--- WHAT YOU WILL DO ---
Starting with the first line of the records, write out each line exactly until you have included the line containing "Packs the state".

--- TASK MATERIAL ---
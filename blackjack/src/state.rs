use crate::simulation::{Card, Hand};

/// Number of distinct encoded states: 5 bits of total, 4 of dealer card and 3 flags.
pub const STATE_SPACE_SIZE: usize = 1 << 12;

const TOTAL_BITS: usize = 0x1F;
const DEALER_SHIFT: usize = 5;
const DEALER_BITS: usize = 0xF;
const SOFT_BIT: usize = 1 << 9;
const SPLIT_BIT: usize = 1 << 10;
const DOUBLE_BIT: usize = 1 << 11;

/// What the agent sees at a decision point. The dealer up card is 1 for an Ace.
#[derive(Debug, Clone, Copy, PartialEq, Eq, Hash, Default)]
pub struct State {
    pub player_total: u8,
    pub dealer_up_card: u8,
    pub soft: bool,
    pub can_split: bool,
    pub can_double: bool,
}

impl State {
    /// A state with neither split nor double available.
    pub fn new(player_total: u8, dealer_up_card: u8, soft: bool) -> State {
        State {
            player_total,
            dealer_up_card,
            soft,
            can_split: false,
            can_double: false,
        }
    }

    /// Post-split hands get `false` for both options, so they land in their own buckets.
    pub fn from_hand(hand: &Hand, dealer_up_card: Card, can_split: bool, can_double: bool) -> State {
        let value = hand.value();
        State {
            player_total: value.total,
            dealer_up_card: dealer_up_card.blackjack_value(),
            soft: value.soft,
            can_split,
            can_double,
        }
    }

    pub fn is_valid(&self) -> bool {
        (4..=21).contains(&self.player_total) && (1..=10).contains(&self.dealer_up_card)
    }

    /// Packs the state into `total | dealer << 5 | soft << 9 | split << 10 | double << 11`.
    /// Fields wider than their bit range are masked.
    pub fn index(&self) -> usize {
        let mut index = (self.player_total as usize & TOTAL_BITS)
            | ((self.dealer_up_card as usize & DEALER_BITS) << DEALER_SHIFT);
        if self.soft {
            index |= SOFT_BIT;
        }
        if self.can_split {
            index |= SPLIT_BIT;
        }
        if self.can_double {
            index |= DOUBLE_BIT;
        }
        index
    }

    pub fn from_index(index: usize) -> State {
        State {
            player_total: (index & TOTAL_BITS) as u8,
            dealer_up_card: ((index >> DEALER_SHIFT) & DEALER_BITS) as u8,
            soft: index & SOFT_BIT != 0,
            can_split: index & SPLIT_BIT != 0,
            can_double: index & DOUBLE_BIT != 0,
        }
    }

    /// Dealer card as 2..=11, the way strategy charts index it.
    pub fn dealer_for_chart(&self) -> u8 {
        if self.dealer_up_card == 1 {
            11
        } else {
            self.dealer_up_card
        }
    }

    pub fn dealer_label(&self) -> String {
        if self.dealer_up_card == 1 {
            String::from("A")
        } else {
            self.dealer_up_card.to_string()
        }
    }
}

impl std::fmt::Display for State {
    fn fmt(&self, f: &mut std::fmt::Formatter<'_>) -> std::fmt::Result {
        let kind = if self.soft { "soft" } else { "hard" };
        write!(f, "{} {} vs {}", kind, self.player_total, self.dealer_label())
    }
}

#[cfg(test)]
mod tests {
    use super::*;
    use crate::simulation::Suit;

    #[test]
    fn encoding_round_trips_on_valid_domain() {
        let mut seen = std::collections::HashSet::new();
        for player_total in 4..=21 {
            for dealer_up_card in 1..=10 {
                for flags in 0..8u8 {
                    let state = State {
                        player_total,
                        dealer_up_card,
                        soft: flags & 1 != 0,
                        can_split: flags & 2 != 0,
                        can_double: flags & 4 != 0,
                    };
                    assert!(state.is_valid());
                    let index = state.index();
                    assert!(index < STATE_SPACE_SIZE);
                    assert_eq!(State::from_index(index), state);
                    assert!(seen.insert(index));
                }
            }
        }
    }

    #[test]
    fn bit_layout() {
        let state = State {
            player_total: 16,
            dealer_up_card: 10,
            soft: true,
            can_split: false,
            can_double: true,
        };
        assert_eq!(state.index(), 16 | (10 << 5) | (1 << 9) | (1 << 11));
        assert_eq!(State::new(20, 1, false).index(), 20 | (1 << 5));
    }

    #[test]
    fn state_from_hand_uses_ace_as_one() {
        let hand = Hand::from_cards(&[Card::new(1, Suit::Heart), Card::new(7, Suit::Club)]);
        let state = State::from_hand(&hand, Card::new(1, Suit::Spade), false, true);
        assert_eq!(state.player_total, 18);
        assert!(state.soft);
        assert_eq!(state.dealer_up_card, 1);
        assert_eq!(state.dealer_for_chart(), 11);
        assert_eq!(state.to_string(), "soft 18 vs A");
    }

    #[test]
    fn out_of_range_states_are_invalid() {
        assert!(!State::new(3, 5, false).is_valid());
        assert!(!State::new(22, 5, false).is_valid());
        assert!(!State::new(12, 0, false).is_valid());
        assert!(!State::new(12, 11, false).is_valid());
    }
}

--- RESULT BELOW ---
filename blackjack/src/state.rs
use crate::simulation::{Card, Hand};

/// Number of distinct encoded states: 5 bits of total, 4 of dealer card and 3 flags.
pub const STATE_SPACE_SIZE: usize = 1 << 12;

const TOTAL_BITS: usize = 0x1F;
const DEALER_SHIFT: usize = 5;
const DEALER_BITS: usize = 0xF;
const SOFT_BIT: usize = 1 << 9;
const SPLIT_BIT: usize = 1 << 10;
const DOUBLE_BIT: usize = 1 << 11;

/// What the agent sees at a decision point. The dealer up card is 1 for an Ace.
#[derive(Debug, Clone, Copy, PartialEq, Eq, Hash, Default)]
pub struct State {
    pub player_total: u8,
    pub dealer_up_card: u8,
    pub soft: bool,
    pub can_split: bool,
    pub can_double: bool,
}

impl State {
    /// A state with neither split nor double available.
    pub fn new(player_total: u8, dealer_up_card: u8, soft: bool) -> State {
        State {
            player_total,
            dealer_up_card,
            soft,
            can_split: false,
            can_double: false,
        }
    }

    /// Post-split hands get `false` for both options, so they land in their own buckets.
    pub fn from_hand(hand: &Hand, dealer_up_card: Card, can_split: bool, can_double: bool) -> State {
        let value = hand.value();
        State {
            player_total: value.total,
            dealer_up_card: dealer_up_card.blackjack_value(),
            soft: value.soft,
            can_split,
            can_double,
        }
    }

    pub fn is_valid(&self) -> bool {
        (4..=21).contains(&self.player_total) && (1..=10).contains(&self.dealer_up_card)
    }

    /// Packs the state into `total | dealer << 5 | soft << 9 | split << 10 | double << 11`.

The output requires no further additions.